Loin de moi l'idée de minimiser les contributions d'Huge Jackedman dans le monde de la performance dramaturgique. Nous avons tous pouffé quand il était un pingouin en 3D peinant avec toutes les difficultés du monde à garder un accent proche de – mais pas exactement équivalent à – celui d'Elvis. Qui peut oublier sa performance digne d'une publicité pour le shampooing dans Van Helsing le film qui n'était pas du tout inspiré par le pire de la série Castlevania. Ou même cette forte impression qu'il laissa à l'intégralité du monde libre en incarnant un australien tout en l'étant face à une Nicole Kidman qui l'était tout autant mais faisait semblant d'être anglaise – et dont le visage pourtant constitué d'une armée de petits écureuils animatroniques ne l'empêchait en rien d'avoir l'air d'un humaine - dans un film intitulé, dit-il en vérifiant vite-fait ses notes, Australia. Imaginez ça : un australien bien bâti qui interprète à sa façon le rôle d'un australien bien bâti dans une féerie prêchi-prêcha où des gens se démènent pour vendre des vaches. Et, pour bien cerner le talent du personnage, qui peut oublier la fois où il incarna Jean Valjean... dans une comédie musicale destinée à mutiler l'un des sommets de la littérature française afin que les dames d'un certain âge puisse s'y intéresser en mangeant des pralines tout en se demandant précisément pourquoi elles avaient fini vieilles-filles. Ce type de carrière d'exception, dépourvue de l'odeur fade et pourtant familière de la médiocrité la plus absconse, est très certainement de celles dont l'humanité se souviendra dans le futur quand elle devra lister les dramaturges les plus marquants du XXème siècle. Mais, attention, ce n'est pas tout. Saviez-vous que Huge Jackedman avant aussi travaillé dans le domaine comique en habitant, ce n'est pas sale, pendant des années le fameux rôle iconique du Wolverien ? Non ?! Il n'est pas trop tard pour tenter de comprendre le phénomène car je vais vous en détailler les lignes majeures dans le paragraphe suivant.

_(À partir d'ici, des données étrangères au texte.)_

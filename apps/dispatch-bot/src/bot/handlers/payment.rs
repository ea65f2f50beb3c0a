use anyhow::{Context, Result};
use dispatch_db::models::payment::{Payment, PaymentStatus};
use tokio::sync::mpsc;
use tracing::{debug, error, info, instrument, warn};

use crate::bot::messenger::{OutgoingMessage, Surface};
use crate::AppState;

/// Drains the poller queue until it closes.
pub async fn check_payments(state: AppState, mut queue: mpsc::Receiver<Payment>) {
    info!("Payment checker started");
    while let Some(payment) = queue.recv().await {
        if let Err(e) = check_payment(&state, payment).await {
            error!("Payment check failed: {:#}", e);
        }
    }
    info!("Payment checker stopped");
}

#[instrument(skip_all, fields(payment_id = %payment.id, order_id = payment.order_id))]
pub async fn check_payment(state: &AppState, payment: Payment) -> Result<()> {
    // The poller may queue the same payment several times before it is checked.
    let stored = state
        .stores
        .payments
        .payment_get(payment.id)
        .await
        .context("payment_get")?;
    if stored.status != PaymentStatus::Pending {
        debug!(status = %stored.status, "Payment already settled, skipping");
        return Ok(());
    }

    let payment = state
        .pay_service
        .check_payment(payment)
        .await
        .context("check_payment")?;

    match payment.status {
        PaymentStatus::Succeeded => notify_paid(state, &payment).await,
        PaymentStatus::Pending => {
            debug!("Payment still pending");
            Ok(())
        }
        status => {
            info!(%status, "Payment left the pending state");
            Ok(())
        }
    }
}

async fn notify_paid(state: &AppState, payment: &Payment) -> Result<()> {
    let order = state
        .stores
        .orders
        .order_get_by_id(payment.order_id)
        .await
        .context("order_get_by_id")?;

    let Some(chat) = order.customer_chat() else {
        warn!("Paid order has no customer chat");
        return Ok(());
    };

    state
        .messenger
        .send(
            Surface::Customer,
            chat,
            OutgoingMessage::text(format!(
                "✅ Order {} has been paid. Thank you!",
                order.code(state.order_code_prefix())
            )),
        )
        .await
        .context("send payment confirmation")?;
    info!("Payment succeeded");
    Ok(())
}
//! Decoding of relay events posted by the web form.
//!
//! The form submission arrives as `{"body": "<base64>"}`, where the decoded
//! body is an urlencoded query string.

use base64::Engine;
use dispatch_db::models::order::OrderDraft;
use serde::Deserialize;
use thiserror::Error;

#[derive(Debug, Deserialize)]
pub struct RelayEvent {
    pub body: String,
}

#[derive(Debug, Default, Deserialize)]
struct RawForm {
    #[serde(rename = "Source", default)]
    source: String,
    #[serde(rename = "Destination", default)]
    destination: String,
    #[serde(rename = "Time", default)]
    time: String,
    #[serde(rename = "Phone", default)]
    phone: String,
    #[serde(rename = "Name", default)]
    name: String,
}

#[derive(Debug, Clone, PartialEq, Eq)]
pub enum IntakeRequest {
    Order(OrderDraft),
    DriverApplication { name: String, phone: String },
}

#[derive(Debug, Error)]
pub enum PayloadError {
    #[error("body is not valid base64: {0}")]
    Base64(#[from] base64::DecodeError),
    #[error("body is not valid utf-8: {0}")]
    Utf8(#[from] std::string::FromUtf8Error),
    #[error("body is not a valid query string: {0}")]
    Query(#[from] serde_urlencoded::de::Error),
    #[error("order field `{0}` is empty")]
    MissingField(&'static str),
}

pub fn parse_payload(body: &str) -> Result<IntakeRequest, PayloadError> {
    let bytes = base64::engine::general_purpose::STANDARD.decode(body.trim())?;
    let query = String::from_utf8(bytes)?;
    let form: RawForm = serde_urlencoded::from_str(&query)?;

    if !form.name.is_empty() {
        return Ok(IntakeRequest::DriverApplication {
            name: form.name,
            phone: form.phone,
        });
    }

    for (key, value) in [
        ("Source", &form.source),
        ("Destination", &form.destination),
        ("Time", &form.time),
        ("Phone", &form.phone),
    ] {
        if value.trim().is_empty() {
            return Err(PayloadError::MissingField(key));
        }
    }

    Ok(IntakeRequest::Order(OrderDraft {
        source: form.source,
        destination: form.destination,
        time: form.time,
        phone: form.phone,
    }))
}

#[cfg(test)]
pub(crate) fn encode(query: &str) -> String {
    base64::engine::general_purpose::STANDARD.encode(query)
}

Tout commence en 1963. Jack Kirby et Stan Lee – respectivement l'homme qui a créé l'univers Marvel et l'homme qui en a fait fortune – sont au sommet de leurs forces créatives. L'année précédente a été féconde pour le duo stakhanoviste : ils ont inventé un petit gars, Peter Parker, qui leur a fait comprendre à quel point le sentiment d'être un adolescent incompris peut rapporter de l'argent à une compagnie capitaliste. Ce sont les problèmes personnels, voyez-vous, qui font la différence des comics de la Maison des Idées. Leurs protagonistes sont des monstres, des incompris, et autres neurasthéniques qui s'ignorent. Les héros de la Distinguée Compétition sont puissants, divins, motivés par un sens du devoir proche de celui des héros tragiques du théâtre classique. Ils sont, en un mot, désuets. C'est difficile pour un public d'adolescents de s'imaginer être un divinité solaire venu d'une autre planète, ou un millionnaire surentraîné doté des capacités du meilleur détective au monde et d'une belle ceinture jaune débordant de gadgets. Tout ça, c'est l'ancien monde, celui de la Seconde Guerre Mondiale : les Héros de Papa. La génération éduquée sous Kennedy et sa Nouvelle Frontière espère autre chose : des histoire larmoyantes sur le quotidien de jeunes gens tellement nombrilistes qu'ils deviendront massivement hippies quelques années plus tard, par exemple. Suite aux succès répétés de l'Homme-Araignée ou des Quatre Fantastiques – à ne pas confondre avec les Cinq Médiocres, leur équivalent français scénarisé par René Goscinny – le fameux duo de créateurs comprend pleinement sa propre formule. Il suffit de réunir des teenagers dotés de pouvoirs dans une situation où ils puissent voguer de malentendu en malentendu en amassant au passage divers écueils sentimentaux dignes des soap-operas. C'est ainsi que naissent les X-Men. Une équipe de jeunes gens qui sont nés différents du reste de la société et que tu peux pas comprendre leur calvaire, man. Ce sont des mutants et les gens normatifs peuvent trop pas piger, quoi, ils sont trop rebelles et mystérieux pour ton esprit carré. Rejette une mèche de cheveux derrière son oreille. Et c'est pour ça qu'ils portent un uniforme quasi-militariste et sont éduqués dans un internat par un télépathe chauve ; dude. Ils sont trop random, tu vois. De toute façon, tu peux pas comprendre. T'es pas construit pour.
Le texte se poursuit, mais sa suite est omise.